Utilization management controls are administrative steps that patients and their physicians must complete to demonstrate appropriate use of the drugs. These tools are used by health plans to limit access to specific medications and reduce costs.

Patients who use brand-name cancer or mental health drugs are more likely to encounter this problem under PPACA, Avalere said.

For example, utilization management for mental health drugs is over four times more common for exchanges compared to employer coverage, its analysis found, with 51 percent of brand-name mental health meds having special controls on the exchanges, compared with only 11 percent on the employer-based market.
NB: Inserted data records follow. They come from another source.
//! Common utilities and abstractions for services

/// Reactive property system for fine-grained state updates
pub mod property;

pub use property::Property;
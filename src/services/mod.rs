/// Common utilities and abstractions for services
pub mod common;
/// VK track polling service
pub mod track;

pub use track::{TrackError, TrackPollerService};
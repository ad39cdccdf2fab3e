/// Errors that can occur while polling the status endpoint
#[derive(thiserror::Error, Debug)]
pub enum TrackError {
    /// Transport-level failure: connection refused, timeout, TLS, etc.
    #[error("HTTP request failed: {0}")]
    Http(#[from] reqwest::Error),

    /// The response body was not valid JSON.
    #[error("Failed to decode status response: {0}")]
    Decode(#[from] serde_json::Error),
}
//! # modeldesk-conf
//!
//! Layered settings for the console: built-in defaults, an optional TOML
//! file, then `MODELDESK_`-prefixed environment variables.
//!
//! ## Example
//!
//! ```
//! use modeldesk_conf::{ConsoleSettings, EnvSource, SettingsBuilder};
//! use std::collections::HashMap;
//!
//! let env = HashMap::from([(
//! 	"MODELDESK_DEFAULT_PAGE_SIZE".to_string(),
//! 	"25".to_string(),
//! )]);
//! let settings: ConsoleSettings = SettingsBuilder::new()
//! 	.add_source(EnvSource::from_vars(env))
//! 	.build()
//! 	.unwrap();
//!
//! assert_eq!(settings.default_page_size, 25);
//! ```

pub mod settings;
pub mod sources;

pub use settings::{
	ConsoleSettings, DEFAULT_API_BASE_URL, DEFAULT_LOG_FILTER, ENV_PREFIX, SettingsBuilder,
	SettingsError,
};
pub use sources::{ConfigSource, DefaultSource, EnvSource, SourceError, TomlFileSource};
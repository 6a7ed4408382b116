//! Password digests
//!
//! The raw password never leaves the client. Registration sends its
//! SHA-256; login salts that digest with the one-time challenge hash.

use sha2::{Digest, Sha256};

fn sha256_hex(input: &str) -> String {
	format!("{:x}", Sha256::digest(input.as_bytes()))
}

/// Hex SHA-256 of the password, as sent on registration
pub fn password_digest(password: &str) -> String {
	sha256_hex(password)
}

/// `sha256("<challenge hash>:<sha256(password)>")`, as sent on login
pub fn login_digest(challenge_hash: &str, password: &str) -> String {
	sha256_hex(&format!("{}:{}", challenge_hash, password_digest(password)))
}
//! # modeldesk-types
//!
//! Shared type definitions for the modeldesk console.
//!
//! - [`models`]: the schema model served by `/models/schema` (fields,
//!   categories, filter conditions, access policies)
//! - [`session`]: user session, captcha and profile payloads
//! - [`requests`] / [`responses`]: request and response bodies of the REST API
//! - [`errors`]: the error taxonomy shared by every modeldesk crate

pub mod errors;
pub mod models;
pub mod requests;
pub mod responses;
pub mod session;

pub use errors::{ConsoleError, ConsoleResult, HttpError, ValidationErrors};
pub use models::{
	AccessPolicy, Category, Condition, ConditionCategory, Item, Schema, SchemaView, SelectOption,
	item_id,
};
pub use requests::{CreateRequest, ItemRef, ListParams, UpdateRequest};
pub use responses::{CreateResponse, ListResponse};
pub use session::{Captcha, LoginRequest, LoginToken, ProfileUpdate, RegisterRequest, User};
There were not as many hurdles for HIV drugs on the exchanges, though it was still better for those with employer-sponsored coverage.

“This is one more reminder that consumers shopping on the exchange need to look beyond premium costs when picking a plan,” Avalere Health Vice President Caroline Pearson said in a statement. “Patients may be better off selecting a plan that includes open access for drugs they use regularly, and they will need to work closely with their physicians to fulfill utilization management requirements where they exist.”

Avalare researchers evaluated 84 formularies from bronze- and silver-level plans in 15 of the largest states.

Last month, HealthPocket research found that copayments and co-insurance fees for drugs increased an average of 34 percent under PPACA, with enrollees who use brand-name drugs and specialty drugs getting hit much harder by rising costs.